Retrieve each line that contains the word "NewRacePlan" from the entries below.

[Saved entries]
• • • •

//! [`SqliteStore`] — the SQLite implementation of the core store traits.

use std::{collections::HashMap, path::Path};

use chrono::Utc;
use rusqlite::OptionalExtension as _;

use pitwall_core::{
  EntryId, EventId, PlanId, RegistrationId, TeamId, UserId,
  plan::{NewRacePlan, RacePlan},
  registration::{NewRegistration, Registration},
  roster::{NewRosterEntry, RosterEntry},
  store::{IdentityResolver, PlanStore, RegistrationStore},
};

use crate::{
  Error, Result,
  encode::{RawRegistration, encode_dt},
  schema::SCHEMA,
};

const ENTRY_COLUMNS: &str = "id, race_plan_id, user_id, name, color, \
   preference, stints, fair_share, gmt_offset, i_rating, lap_time, factor";

const REGISTRATION_COLUMNS: &str =
  "id, event_id, user_id, team_id, time_slot, car_id, registered_at";

// ─── Row mappers ─────────────────────────────────────────────────────────────

fn entry_row(row: &rusqlite::Row<'_>) -> rusqlite::Result<RosterEntry> {
  Ok(RosterEntry {
    id:           row.get(0)?,
    race_plan_id: row.get(1)?,
    user_id:      row.get(2)?,
    name:         row.get(3)?,
    color:        row.get(4)?,
    preference:   row.get(5)?,
    stints:       row.get(6)?,
    fair_share:   row.get(7)?,
    gmt_offset:   row.get(8)?,
    i_rating:     row.get(9)?,
    lap_time:     row.get(10)?,
    factor:       row.get(11)?,
  })
}

fn registration_row(row: &rusqlite::Row<'_>) -> rusqlite::Result<RawRegistration> {
  Ok(RawRegistration {
    id:            row.get(0)?,
    event_id:      row.get(1)?,
    user_id:       row.get(2)?,
    team_id:       row.get(3)?,
    time_slot:     row.get(4)?,
    car_id:        row.get(5)?,
    registered_at: row.get(6)?,
  })
}

// ─── Store ───────────────────────────────────────────────────────────────────

/// A Pitwall store backed by a single SQLite file.
///
/// Cloning is cheap — the inner connection is reference-counted.
#[derive(Clone)]
pub struct SqliteStore {
  conn: tokio_rusqlite::Connection,
}

impl SqliteStore {
  /// Open (or create) a store at `path` and run schema initialisation.
  pub async fn open(path: impl AsRef<Path>) -> Result<Self> {
    let conn =
      tokio_rusqlite::Connection::open(path.as_ref().to_path_buf()).await?;
    let store = Self { conn };
    store.init_schema().await?;
    Ok(store)
  }

  /// Open an in-memory store — useful for testing.
  pub async fn open_in_memory() -> Result<Self> {
    let conn = tokio_rusqlite::Connection::open_in_memory().await?;
    let store = Self { conn };
    store.init_schema().await?;
    Ok(store)
  }

  async fn init_schema(&self) -> Result<()> {
    self
      .conn
      .call(|conn| {
        conn.execute_batch(SCHEMA)?;
        Ok(())
      })
      .await?;
    Ok(())
  }

  /// Insert or refresh a cached display name.
  ///
  /// Called by the (out-of-scope) profile sync layer whenever it refreshes
  /// upstream member data.
  pub async fn upsert_user(
    &self,
    user_id: UserId,
    display_name: impl Into<String>,
  ) -> Result<()> {
    let display_name = display_name.into();
    self
      .conn
      .call(move |conn| {
        conn.execute(
          "INSERT INTO users (user_id, display_name) VALUES (?1, ?2)
           ON CONFLICT (user_id) DO UPDATE SET display_name = excluded.display_name",
          rusqlite::params![user_id, display_name],
        )?;
        Ok(())
      })
      .await?;
    Ok(())
  }
}

// ─── PlanStore impl ──────────────────────────────────────────────────────────

impl PlanStore for SqliteStore {
  type Error = Error;

  async fn create_plan(&self, input: NewRacePlan) -> Result<RacePlan> {
    let id = self
      .conn
      .call(move |conn| {
        conn.execute(
          "INSERT INTO race_plans (team_id, event_id) VALUES (?1, ?2)",
          rusqlite::params![input.team_id, input.event_id],
        )?;
        Ok(conn.last_insert_rowid())
      })
      .await?;

    Ok(RacePlan { id, team_id: input.team_id, event_id: input.event_id })
  }

  async fn get_plan(&self, id: PlanId) -> Result<Option<RacePlan>> {
    let plan = self
      .conn
      .call(move |conn| {
        Ok(
          conn
            .query_row(
              "SELECT id, team_id, event_id FROM race_plans WHERE id = ?1",
              rusqlite::params![id],
              |row| {
                Ok(RacePlan {
                  id:       row.get(0)?,
                  team_id:  row.get(1)?,
                  event_id: row.get(2)?,
                })
              },
            )
            .optional()?,
        )
      })
      .await?;
    Ok(plan)
  }

  async fn create_entry(
    &self,
    input: NewRosterEntry,
  ) -> Result<Option<RosterEntry>> {
    let entry = self
      .conn
      .call(move |conn| {
        // OR IGNORE swallows exactly the (race_plan_id, user_id) uniqueness
        // conflict; a zero change count means another writer holds the slot.
        let changed = conn.execute(
          "INSERT OR IGNORE INTO roster_entries
             (race_plan_id, user_id, name, color, preference, stints,
              fair_share, gmt_offset, i_rating, lap_time, factor)
           VALUES (?1, ?2, ?3, ?4, ?5, ?6, ?7, ?8, ?9, ?10, ?11)",
          rusqlite::params![
            input.race_plan_id,
            input.user_id,
            input.name,
            input.color,
            input.preference,
            input.stints,
            input.fair_share,
            input.gmt_offset,
            input.i_rating,
            input.lap_time,
            input.factor,
          ],
        )?;
        if changed == 0 {
          return Ok(None);
        }

        let sql =
          format!("SELECT {ENTRY_COLUMNS} FROM roster_entries WHERE id = ?1");
        let entry = conn.query_row(
          &sql,
          rusqlite::params![conn.last_insert_rowid()],
          entry_row,
        )?;
        Ok(Some(entry))
      })
      .await?;
    Ok(entry)
  }

  async fn get_entry(&self, id: EntryId) -> Result<Option<RosterEntry>> {
    let entry = self
      .conn
      .call(move |conn| {
        let sql =
          format!("SELECT {ENTRY_COLUMNS} FROM roster_entries WHERE id = ?1");
        Ok(
          conn
            .query_row(&sql, rusqlite::params![id], entry_row)
            .optional()?,
        )
      })
      .await?;
    Ok(entry)
  }

  async fn update_entry(&self, entry: RosterEntry) -> Result<Option<RosterEntry>> {
    let updated = self
      .conn
      .call(move |conn| {
        // race_plan_id is immutable: it is deliberately absent from the SET
        // list, and the stored value is what the read-back returns.
        let changed = conn.execute(
          "UPDATE roster_entries
           SET user_id = ?2, name = ?3, color = ?4, preference = ?5,
               stints = ?6, fair_share = ?7, gmt_offset = ?8, i_rating = ?9,
               lap_time = ?10, factor = ?11
           WHERE id = ?1",
          rusqlite::params![
            entry.id,
            entry.user_id,
            entry.name,
            entry.color,
            entry.preference,
            entry.stints,
            entry.fair_share,
            entry.gmt_offset,
            entry.i_rating,
            entry.lap_time,
            entry.factor,
          ],
        )?;
        if changed == 0 {
          return Ok(None);
        }

        let sql =
          format!("SELECT {ENTRY_COLUMNS} FROM roster_entries WHERE id = ?1");
        let stored =
          conn.query_row(&sql, rusqlite::params![entry.id], entry_row)?;
        Ok(Some(stored))
      })
      .await?;
    Ok(updated)
  }

  async fn delete_entry(&self, id: EntryId) -> Result<Option<PlanId>> {
    let plan_id = self
      .conn
      .call(move |conn| {
        // Resolve the owning plan before the row is gone; the caller needs
        // it to address the deletion broadcast.
        let plan_id: Option<PlanId> = conn
          .query_row(
            "SELECT race_plan_id FROM roster_entries WHERE id = ?1",
            rusqlite::params![id],
            |row| row.get(0),
          )
          .optional()?;

        let Some(plan_id) = plan_id else {
          return Ok(None);
        };
        conn.execute(
          "DELETE FROM roster_entries WHERE id = ?1",
          rusqlite::params![id],
        )?;
        Ok(Some(plan_id))
      })
      .await?;
    Ok(plan_id)
  }

  async fn list_entries(&self, plan_id: PlanId) -> Result<Vec<RosterEntry>> {
    let entries = self
      .conn
      .call(move |conn| {
        let sql = format!(
          "SELECT {ENTRY_COLUMNS} FROM roster_entries
           WHERE race_plan_id = ?1 ORDER BY id"
        );
        let mut stmt = conn.prepare(&sql)?;
        let rows = stmt
          .query_map(rusqlite::params![plan_id], entry_row)?
          .collect::<rusqlite::Result<Vec<_>>>()?;
        Ok(rows)
      })
      .await?;
    Ok(entries)
  }
}

// ─── RegistrationStore impl ──────────────────────────────────────────────────

impl RegistrationStore for SqliteStore {
  type Error = Error;

  async fn record_registration(
    &self,
    input: NewRegistration,
  ) -> Result<Option<Registration>> {
    let registered_at = Utc::now();
    let time_slot_str = encode_dt(input.time_slot);
    let registered_at_str = encode_dt(registered_at);

    let id = self
      .conn
      .call(move |conn| {
        let changed = conn.execute(
          "INSERT OR IGNORE INTO registrations
             (event_id, user_id, team_id, time_slot, car_id, registered_at)
           VALUES (?1, ?2, ?3, ?4, ?5, ?6)",
          rusqlite::params![
            input.event_id,
            input.user_id,
            input.team_id,
            time_slot_str,
            input.car_id,
            registered_at_str,
          ],
        )?;
        if changed == 0 {
          return Ok(None);
        }
        Ok(Some(conn.last_insert_rowid()))
      })
      .await?;

    Ok(id.map(|id| Registration {
      id,
      event_id: input.event_id,
      user_id: input.user_id,
      team_id: input.team_id,
      time_slot: input.time_slot,
      car_id: input.car_id,
      registered_at,
    }))
  }

  async fn registrations_for(
    &self,
    event_id: EventId,
    team_id: TeamId,
  ) -> Result<Vec<Registration>> {
    let raws = self
      .conn
      .call(move |conn| {
        let sql = format!(
          "SELECT {REGISTRATION_COLUMNS} FROM registrations
           WHERE event_id = ?1 AND team_id = ?2
           ORDER BY registered_at DESC"
        );
        let mut stmt = conn.prepare(&sql)?;
        let rows = stmt
          .query_map(rusqlite::params![event_id, team_id], registration_row)?
          .collect::<rusqlite::Result<Vec<_>>>()?;
        Ok(rows)
      })
      .await?;

    raws
      .into_iter()
      .map(RawRegistration::into_registration)
      .collect()
  }

  async fn cancel_registration(&self, id: RegistrationId) -> Result<bool> {
    let changed = self
      .conn
      .call(move |conn| {
        Ok(conn.execute(
          "DELETE FROM registrations WHERE id = ?1",
          rusqlite::params![id],
        )?)
      })
      .await?;
    Ok(changed > 0)
  }
}

// ─── IdentityResolver impl ───────────────────────────────────────────────────

impl IdentityResolver for SqliteStore {
  type Error = Error;

  async fn display_name(&self, user_id: UserId) -> Result<Option<String>> {
    let name = self
      .conn
      .call(move |conn| {
        Ok(
          conn
            .query_row(
              "SELECT display_name FROM users WHERE user_id = ?1",
              rusqlite::params![user_id],
              |row| row.get(0),
            )
            .optional()?,
        )
      })
      .await?;
    Ok(name)
  }

  async fn display_names<'a>(
    &'a self,
    user_ids: &'a [UserId],
  ) -> Result<HashMap<UserId, String>> {
    if user_ids.is_empty() {
      return Ok(HashMap::new());
    }
    let ids = user_ids.to_vec();

    let pairs: Vec<(UserId, String)> = self
      .conn
      .call(move |conn| {
        let placeholders = vec!["?"; ids.len()].join(", ");
        let sql = format!(
          "SELECT user_id, display_name FROM users WHERE user_id IN ({placeholders})"
        );
        let mut stmt = conn.prepare(&sql)?;
        let rows = stmt
          .query_map(rusqlite::params_from_iter(ids.iter()), |row| {
            Ok((row.get(0)?, row.get(1)?))
          })?
          .collect::<rusqlite::Result<Vec<_>>>()?;
        Ok(rows)
      })
      .await?;

    Ok(pairs.into_iter().collect())
  }
}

• • • •

• **REPLY**:
  plan::{NewRacePlan, RacePlan},
  async fn create_plan(&self, input: NewRacePlan) -> Result<RacePlan> {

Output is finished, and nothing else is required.